Klager verbleef in de zeer beperkt beveiligde inrichting (z.b.b.i.) Niendure te Almelo. Vanwege een positieve uitslag na een urinecontrole is hij op 20 februari 2009 overgeplaatst naar het h.v.b. te Almelo. Bij uitspraak van 9 juli 2009 van de
beklagcommissie bij de z.b.b.i. Niendure is klagers beklag betreffende de disciplinaire straf van vijf dagen opsluiting in een strafcel wegens een positieve urinecontrole gegrond verklaard.
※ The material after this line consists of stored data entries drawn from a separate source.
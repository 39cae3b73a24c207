use sqlx::PgPool;
use uuid::Uuid;

use crate::db::transaction_queries;
use crate::errors::AppError;
use crate::models::Transaction;

pub struct ListFilter {
    pub from: Option<chrono::DateTime<chrono::Utc>>,
    pub to: Option<chrono::DateTime<chrono::Utc>>,
    pub category_id: Option<Uuid>,
    pub cursor: Option<i32>,
    pub limit: i64,
}

pub async fn list_for_account(
    pool: &PgPool,
    user_id: Uuid,
    account_id: Uuid,
    filter: ListFilter,
) -> Result<Vec<Transaction>, AppError> {
    Ok(transaction_queries::fetch_by_account(
        pool,
        user_id,
        account_id,
        filter.from,
        filter.to,
        filter.category_id,
        filter.cursor,
        filter.limit,
    )
    .await?)
}

pub async fn get(pool: &PgPool, user_id: Uuid, transaction_id: Uuid) -> Result<Transaction, AppError> {
    transaction_queries::fetch_one(pool, user_id, transaction_id)
        .await?
        .ok_or_else(|| AppError::NotFound(format!("transaction {transaction_id} not found")))
}

/// Manual category assignment: bypasses the rule engine entirely and is
/// never touched by later auto-categorization runs.
pub async fn assign_category_manually(
    pool: &PgPool,
    user_id: Uuid,
    transaction_id: Uuid,
    category_id: Uuid,
) -> Result<Transaction, AppError> {
    let transaction = get(pool, user_id, transaction_id).await?;
    let mut categories = transaction.categories.0.clone();
    categories.retain(|a| !a.is_manual || a.category_id != category_id);
    categories.push(crate::models::CategoryAssignment {
        category_id,
        confidence: 1.0,
        status: crate::models::AssignmentStatus::Confirmed,
        is_manual: true,
        assigned_at: chrono::Utc::now(),
        confirmed_at: Some(chrono::Utc::now()),
        rule_id: None,
    });

    transaction_queries::update_categories(
        pool,
        user_id,
        transaction_id,
        sqlx::types::Json(categories),
        Some(category_id),
    )
    .await?
    .ok_or_else(|| AppError::NotFound(format!("transaction {transaction_id} not found")))
}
Bij uitspraak van 28 september 2009, met nummer 09/1939/GA,
van
de beroepscommissie als bedoeld in artikel 69, tweede lid, van de Pbw, is het beroep van de directeur, gericht tegen deze uitspraak, ongegrond verklaard en is de uitspraak van de beklagcommissie met aanvulling van gronden bevestigd.
Hiermee vervalt één van de gronden die aan de bestreden beslissing ten grondslag zijn gelegd en daarmee ook de grondslag van de bestreden beslissing, nu daarin is aangegeven dat de combinatie van de positieve urinecontrole én het aantreffen van
medicatie op klagers cel aanleiding vormden klagers verzoek om algemeen verlof af te wijzen.
Het beroep zal mitsdien gegrond worden verklaard.
Nu gebleken is dat klager sinds 7 oktober 2009 verblijft in de zeer beperkt beveiligde inrichting Doetinchem, en het alsnog verlenen van algemeen verlof niet meer aan de orde is, zal klager de na te noemen tegemoetkoming worden toegekend.

4. De uitspraak
De beroepscommissie verklaart het beroep gegrond.

Zij kent klager een tegemoetkoming toe van € 50,=.

Aldus gegeven door de beroepscommissie voornoemd, bestaande uit mr. U. van de Pol, voorzitter, mr. M. Boone en mr. J.M.M. van Woensel, leden, in tegenwoordigheid van mr. I. Lispet, secretaris, op 14 oktober 2009.